Science & Space November 07, 2017, 13:15

The development of an apparatus-program complex should replace similar foreign devices

MOSCOW, November 7. /TASS/. The EleSy company and Tomsk Polytechnic University have begun efforts on developing a new power supply source for X-ray machines, TPU’s Alexey Goryunov informed TASS. Using this new source, highly precise data can be obtained during the course of X-ray examinations.

The new device is being designed as a part of the import substitution program.

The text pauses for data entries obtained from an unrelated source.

use std::marker::PhantomData;
use byteorder::{ByteOrder, LittleEndian};

use crate::common::types::{PageId, Rid};
use crate::index::btree::error::BTreeError;
use crate::index::btree::key::IndexKey;
use crate::index::btree::page::node::{
    self, PageType, LEAF_HEADER_SIZE, NEXT_PAGE_ID_OFFSET,
};

/// Leaf page format (keys stored in order, 16-byte header):
///
///  -----------------------------------------------------------
/// | PageType (4) | CurrentSize (4) | MaxSize (4) | NextId (4) |
///  -----------------------------------------------------------
///  -------------------------------------------
/// | KEY(0) RID(0) | KEY(1) RID(1) | ...       |
///  -------------------------------------------
///
/// A leaf holds at most max_size - 1 entries; reaching max_size - 1 and
/// inserting again triggers a split.

const RID_LEN: usize = 8;

fn entry_len<K: IndexKey>() -> usize {
    K::ENCODED_LEN + RID_LEN
}

fn entry_offset<K: IndexKey>(index: usize) -> usize {
    LEAF_HEADER_SIZE + index * entry_len::<K>()
}

fn read_key<K: IndexKey>(data: &[u8], index: usize) -> K {
    let off = entry_offset::<K>(index);
    K::decode(&data[off..off + K::ENCODED_LEN])
}

fn read_rid<K: IndexKey>(data: &[u8], index: usize) -> Rid {
    let off = entry_offset::<K>(index) + K::ENCODED_LEN;
    Rid::new(
        LittleEndian::read_u32(&data[off..off + 4]),
        LittleEndian::read_u32(&data[off + 4..off + 8]),
    )
}

/// First index whose key is >= the probe, or size when all are smaller
fn lower_bound<K: IndexKey>(data: &[u8], size: usize, key: &K) -> usize {
    let mut lo = 0;
    let mut hi = size;
    while lo < hi {
        let mid = (lo + hi) / 2;
        if &read_key::<K>(data, mid) < key {
            lo = mid + 1;
        } else {
            hi = mid;
        }
    }
    lo
}

/// Read-only view of a leaf page
pub struct LeafPageRef<'a, K> {
    data: &'a [u8],
    _marker: PhantomData<K>,
}

impl<'a, K: IndexKey> LeafPageRef<'a, K> {
    pub fn attach(data: &'a [u8]) -> Result<Self, BTreeError> {
        if node::page_type_of(data) != PageType::Leaf {
            return Err(BTreeError::UnexpectedPageType {
                expected: PageType::Leaf,
                found: node::raw_page_type(data),
            });
        }
        Ok(Self {
            data,
            _marker: PhantomData,
        })
    }

    pub fn size(&self) -> usize {
        node::read_size(self.data)
    }

    pub fn max_size(&self) -> usize {
        node::read_max_size(self.data)
    }

    pub fn min_size(&self) -> usize {
        self.max_size() / 2
    }

    pub fn next_page_id(&self) -> PageId {
        LittleEndian::read_u32(&self.data[NEXT_PAGE_ID_OFFSET..NEXT_PAGE_ID_OFFSET + 4])
    }

    pub fn key_at(&self, index: usize) -> K {
        read_key::<K>(self.data, index)
    }

    pub fn rid_at(&self, index: usize) -> Rid {
        read_rid::<K>(self.data, index)
    }

    /// Index of an exactly matching key
    pub fn find(&self, key: &K) -> Option<usize> {
        let idx = lower_bound::<K>(self.data, self.size(), key);
        if idx < self.size() && &self.key_at(idx) == key {
            Some(idx)
        } else {
            None
        }
    }

    pub fn lower_bound(&self, key: &K) -> usize {
        lower_bound::<K>(self.data, self.size(), key)
    }
}

/// Mutable view of a leaf page
pub struct LeafPageMut<'a, K> {
    data: &'a mut [u8],
    _marker: PhantomData<K>,
}

impl<'a, K: IndexKey> LeafPageMut<'a, K> {
    pub fn attach(data: &'a mut [u8]) -> Result<Self, BTreeError> {
        if node::page_type_of(data) != PageType::Leaf {
            return Err(BTreeError::UnexpectedPageType {
                expected: PageType::Leaf,
                found: node::raw_page_type(data),
            });
        }
        Ok(Self {
            data,
            _marker: PhantomData,
        })
    }

    /// Stamp a fresh leaf header onto the page and return the view
    pub fn init(data: &'a mut [u8], max_size: usize) -> Self {
        node::write_page_type(data, PageType::Leaf);
        node::write_size(data, 0);
        node::write_max_size(data, max_size);
        let mut view = Self {
            data,
            _marker: PhantomData,
        };
        view.set_next_page_id(crate::common::types::INVALID_PAGE_ID);
        view
    }

    pub fn size(&self) -> usize {
        node::read_size(self.data)
    }

    pub fn max_size(&self) -> usize {
        node::read_max_size(self.data)
    }

    pub fn min_size(&self) -> usize {
        self.max_size() / 2
    }

    pub fn next_page_id(&self) -> PageId {
        LittleEndian::read_u32(&self.data[NEXT_PAGE_ID_OFFSET..NEXT_PAGE_ID_OFFSET + 4])
    }

    pub fn set_next_page_id(&mut self, page_id: PageId) {
        LittleEndian::write_u32(
            &mut self.data[NEXT_PAGE_ID_OFFSET..NEXT_PAGE_ID_OFFSET + 4],
            page_id,
        );
    }

    pub fn key_at(&self, index: usize) -> K {
        read_key::<K>(self.data, index)
    }

    pub fn rid_at(&self, index: usize) -> Rid {
        read_rid::<K>(self.data, index)
    }

    pub fn find(&self, key: &K) -> Option<usize> {
        let idx = lower_bound::<K>(self.data, self.size(), key);
        if idx < self.size() && &self.key_at(idx) == key {
            Some(idx)
        } else {
            None
        }
    }

    pub fn lower_bound(&self, key: &K) -> usize {
        lower_bound::<K>(self.data, self.size(), key)
    }

    fn write_entry(&mut self, index: usize, key: &K, rid: Rid) {
        let off = entry_offset::<K>(index);
        key.encode(&mut self.data[off..off + K::ENCODED_LEN]);
        let voff = off + K::ENCODED_LEN;
        LittleEndian::write_u32(&mut self.data[voff..voff + 4], rid.page_id);
        LittleEndian::write_u32(&mut self.data[voff + 4..voff + 8], rid.slot_num);
    }

    /// Insert an entry at its sorted position, shifting the tail right
    pub fn insert(&mut self, key: &K, rid: Rid) {
        let size = self.size();
        let index = self.lower_bound(key);
        let len = entry_len::<K>();
        self.data.copy_within(
            entry_offset::<K>(index)..entry_offset::<K>(size),
            entry_offset::<K>(index) + len,
        );
        self.write_entry(index, key, rid);
        node::write_size(self.data, size + 1);
    }

    /// Remove the entry at an index, shifting the tail left
    pub fn remove_at(&mut self, index: usize) {
        let size = self.size();
        self.data.copy_within(
            entry_offset::<K>(index + 1)..entry_offset::<K>(size),
            entry_offset::<K>(index),
        );
        node::write_size(self.data, size - 1);
    }

    /// Move this leaf's entries starting at `from` onto the end of `other`,
    /// truncating this leaf to `from` entries.
    pub fn move_tail_to(&mut self, other: &mut LeafPageMut<'_, K>, from: usize) {
        let size = self.size();
        let other_size = other.size();
        let moved = size - from;
        other.data[entry_offset::<K>(other_size)..entry_offset::<K>(other_size + moved)]
            .copy_from_slice(&self.data[entry_offset::<K>(from)..entry_offset::<K>(size)]);
        node::write_size(other.data, other_size + moved);
        node::write_size(self.data, from);
    }
}
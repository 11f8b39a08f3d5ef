use byteorder::{ByteOrder, LittleEndian};

use crate::common::types::{PageId, INVALID_PAGE_ID};

/// The tree's header page stores the current root page id in its first four
/// bytes; INVALID_PAGE_ID means the tree is empty.
pub struct HeaderPage;

impl HeaderPage {
    pub fn init(data: &mut [u8]) {
        Self::set_root_page_id(data, INVALID_PAGE_ID);
    }

    pub fn root_page_id(data: &[u8]) -> PageId {
        LittleEndian::read_u32(&data[0..4])
    }

    pub fn set_root_page_id(data: &mut [u8], page_id: PageId) {
        LittleEndian::write_u32(&mut data[0..4], page_id);
    }
}
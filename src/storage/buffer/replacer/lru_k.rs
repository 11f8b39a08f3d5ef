use std::collections::{BTreeSet, HashMap, VecDeque};
use thiserror::Error;

use crate::common::types::FrameId;

#[derive(Error, Debug, PartialEq, Eq)]
pub enum ReplacerError {
    #[error("Frame {0} is outside the replacer's range")]
    FrameIdOutOfRange(FrameId),
    #[error("Frame {0} is not evictable")]
    NotEvictable(FrameId),
}

/// Per-frame access record: the last K access timestamps plus the
/// evictability flag
struct LruKNode {
    history: VecDeque<u64>,
    is_evictable: bool,
}

impl LruKNode {
    fn new() -> Self {
        Self {
            history: VecDeque::new(),
            is_evictable: false,
        }
    }

    /// Timestamp that orders this node within its bucket: the first access
    /// while cold, the K-th most recent access once warm
    fn order_key(&self) -> u64 {
        *self.history.front().unwrap()
    }
}

/// LRU-K page replacement policy.
///
/// Frames fall into two buckets: "cold" frames with fewer than K recorded
/// accesses (infinite backward K-distance) and "warm" frames with a full
/// history. Eviction prefers the cold bucket, ordered by earliest first
/// access; within the warm bucket the victim is the frame whose K-th most
/// recent access is oldest. Both buckets are ordered sets keyed by
/// (timestamp, frame id), so every operation is O(log n).
pub struct LruKReplacer {
    node_store: HashMap<FrameId, LruKNode>,
    cold: BTreeSet<(u64, FrameId)>,
    warm: BTreeSet<(u64, FrameId)>,
    current_timestamp: u64,
    curr_size: usize,
    replacer_size: usize,
    k: usize,
}

impl LruKReplacer {
    pub fn new(num_frames: usize, k: usize) -> Self {
        assert!(k >= 1, "LRU-K requires k >= 1");
        Self {
            node_store: HashMap::with_capacity(num_frames),
            cold: BTreeSet::new(),
            warm: BTreeSet::new(),
            current_timestamp: 0,
            curr_size: 0,
            replacer_size: num_frames,
            k,
        }
    }

    /// Record an access to a frame at the current logical timestamp. The
    /// first access creates the node, not yet evictable.
    pub fn record_access(&mut self, frame_id: FrameId) -> Result<(), ReplacerError> {
        self.current_timestamp += 1;
        self.check_range(frame_id)?;

        let k = self.k;
        let node = self.node_store.entry(frame_id).or_insert_with(LruKNode::new);

        if node.history.is_empty() {
            node.history.push_back(self.current_timestamp);
            let key = (node.order_key(), frame_id);
            if node.history.len() >= k {
                self.warm.insert(key);
            } else {
                self.cold.insert(key);
            }
            return Ok(());
        }

        let was_warm = node.history.len() >= k;
        let old_key = node.order_key();

        node.history.push_back(self.current_timestamp);
        if node.history.len() > k {
            node.history.pop_front();
        }

        let is_warm = node.history.len() >= k;
        let new_key = node.order_key();

        match (was_warm, is_warm) {
            (false, false) => {} // cold key is the first access, unchanged
            (false, true) => {
                self.cold.remove(&(old_key, frame_id));
                self.warm.insert((new_key, frame_id));
            }
            (true, true) => {
                self.warm.remove(&(old_key, frame_id));
                self.warm.insert((new_key, frame_id));
            }
            (true, false) => unreachable!("history never shrinks"),
        }

        Ok(())
    }

    /// Toggle whether a frame is a candidate for eviction. Unknown in-range
    /// frames are a no-op.
    pub fn set_evictable(&mut self, frame_id: FrameId, set_evictable: bool) -> Result<(), ReplacerError> {
        self.current_timestamp += 1;
        self.check_range(frame_id)?;

        if let Some(node) = self.node_store.get_mut(&frame_id) {
            if node.is_evictable && !set_evictable {
                self.curr_size -= 1;
            } else if !node.is_evictable && set_evictable {
                self.curr_size += 1;
            }
            node.is_evictable = set_evictable;
        }
        Ok(())
    }

    /// Pick a victim frame and drop its history, or None when nothing is
    /// evictable. Cold frames win over warm ones.
    pub fn evict(&mut self) -> Option<FrameId> {
        self.current_timestamp += 1;

        let victim = self
            .first_evictable(true)
            .or_else(|| self.first_evictable(false))?;
        self.remove_tracked(victim);
        Some(victim)
    }

    /// Forcibly remove a frame's history. Untracked frames are a no-op;
    /// removing a non-evictable frame is an error.
    pub fn remove(&mut self, frame_id: FrameId) -> Result<(), ReplacerError> {
        self.current_timestamp += 1;
        self.check_range(frame_id)?;

        match self.node_store.get(&frame_id) {
            None => Ok(()),
            Some(node) if !node.is_evictable => Err(ReplacerError::NotEvictable(frame_id)),
            Some(_) => {
                self.remove_tracked(frame_id);
                Ok(())
            }
        }
    }

    /// Number of currently evictable frames
    pub fn size(&self) -> usize {
        self.curr_size
    }

    fn first_evictable(&self, cold: bool) -> Option<FrameId> {
        let bucket = if cold { &self.cold } else { &self.warm };
        bucket
            .iter()
            .find(|(_, fid)| self.node_store[fid].is_evictable)
            .map(|&(_, fid)| fid)
    }

    fn remove_tracked(&mut self, frame_id: FrameId) {
        let node = self.node_store.remove(&frame_id).expect("tracked frame");
        let key = (node.order_key(), frame_id);
        if node.history.len() >= self.k {
            self.warm.remove(&key);
        } else {
            self.cold.remove(&key);
        }
        if node.is_evictable {
            self.curr_size -= 1;
        }
    }

    fn check_range(&self, frame_id: FrameId) -> Result<(), ReplacerError> {
        if frame_id >= self.replacer_size {
            return Err(ReplacerError::FrameIdOutOfRange(frame_id));
        }
        Ok(())
    }
}

#[cfg(test)]
mod tests {
    use super::*;

    #[test]
    fn test_evict_prefers_cold_frames() {
        let mut replacer = LruKReplacer::new(8, 2);

        // Frames 1 and 2 become warm, frame 3 stays cold
        for fid in [1, 2, 1, 2, 3] {
            replacer.record_access(fid).unwrap();
        }
        for fid in [1, 2, 3] {
            replacer.set_evictable(fid, true).unwrap();
        }

        assert_eq!(replacer.evict(), Some(3));
        // Among warm frames, 1 has the older second-most-recent access
        assert_eq!(replacer.evict(), Some(1));
        assert_eq!(replacer.evict(), Some(2));
        assert_eq!(replacer.evict(), None);
    }

    #[test]
    fn test_non_evictable_frames_are_skipped() {
        let mut replacer = LruKReplacer::new(4, 2);
        replacer.record_access(0).unwrap();
        replacer.record_access(1).unwrap();
        replacer.set_evictable(1, true).unwrap();

        assert_eq!(replacer.size(), 1);
        assert_eq!(replacer.evict(), Some(1));
        assert_eq!(replacer.evict(), None);
    }

    #[test]
    fn test_remove_non_evictable_fails() {
        let mut replacer = LruKReplacer::new(4, 2);
        replacer.record_access(0).unwrap();
        assert_eq!(replacer.remove(0), Err(ReplacerError::NotEvictable(0)));

        replacer.set_evictable(0, true).unwrap();
        assert_eq!(replacer.remove(0), Ok(()));
        assert_eq!(replacer.size(), 0);

        // Untracked frame is a no-op
        assert_eq!(replacer.remove(2), Ok(()));
    }

    #[test]
    fn test_out_of_range_frame_id() {
        let mut replacer = LruKReplacer::new(4, 2);
        assert_eq!(
            replacer.record_access(4),
            Err(ReplacerError::FrameIdOutOfRange(4))
        );
        assert_eq!(
            replacer.set_evictable(9, true),
            Err(ReplacerError::FrameIdOutOfRange(9))
        );
    }

    #[test]
    fn test_k_equals_one_degenerates_to_lru() {
        let mut replacer = LruKReplacer::new(4, 1);
        for fid in [0, 1, 2] {
            replacer.record_access(fid).unwrap();
            replacer.set_evictable(fid, true).unwrap();
        }
        // Touch 0 again so it becomes the most recently used
        replacer.record_access(0).unwrap();

        assert_eq!(replacer.evict(), Some(1));
        assert_eq!(replacer.evict(), Some(2));
        assert_eq!(replacer.evict(), Some(0));
    }

    #[test]
    fn test_history_bounded_at_k() {
        let mut replacer = LruKReplacer::new(4, 2);
        // Nine accesses to one frame; only the last two timestamps count
        for _ in 0..9 {
            replacer.record_access(0).unwrap();
        }
        replacer.record_access(1).unwrap();
        replacer.record_access(1).unwrap();
        replacer.set_evictable(0, true).unwrap();
        replacer.set_evictable(1, true).unwrap();

        // Frame 0's K-th most recent access (timestamp 8) is older than
        // frame 1's (timestamp 10)
        assert_eq!(replacer.evict(), Some(0));
    }
}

"We had been developing a new tomographic scanner when we realized that the bulk of the essential components for these apparatuses have foreign origins. This makes the devices and the technology of their manufacture quite costly. On the domestic market, there are no available high-quality high-voltage power supply sources for X-ray tubes. Together with our industrial partner, we have started on the development of such an apparatus-program complex which should replace similar foreign devices and hopefully outperform them in some areas," Goryunov stated.

An X-ray tube is the main component of X-ray machines. For any X-ray device to function steadily and get a high resolution of X-ray spectra, an X-ray tube must be supplied with a high-voltage power source with an output voltage from 10 to 200 kV. With that in mind, the output voltage should be kept constant or varying only within a narrow range. The Tomsk tech experts seek to create a power source with an output voltage varying not more than by 0.5%, that is, 20 times smaller than in housing units and half the amount required for medical apparatus.

Right now, scientists and engineers are working on three types of test models: low power (10-30 kV); medium power (20-70 kV); and high power (60-200 kV). The challenge is to not only create the device itself, but the entire industrial technology for manufacturing high-voltage power supply sources using only domestic components.

Devices based on X-ray tubes are widely applied not only in medicine, but also in material science, biochemistry, crystallography, and defect examination. For example, using these devices, one can estimate the state of road pavement or pipelines, reveal the structure of substances, and uncover dangerous items in closed containers. The new power source can be used in any of these devices.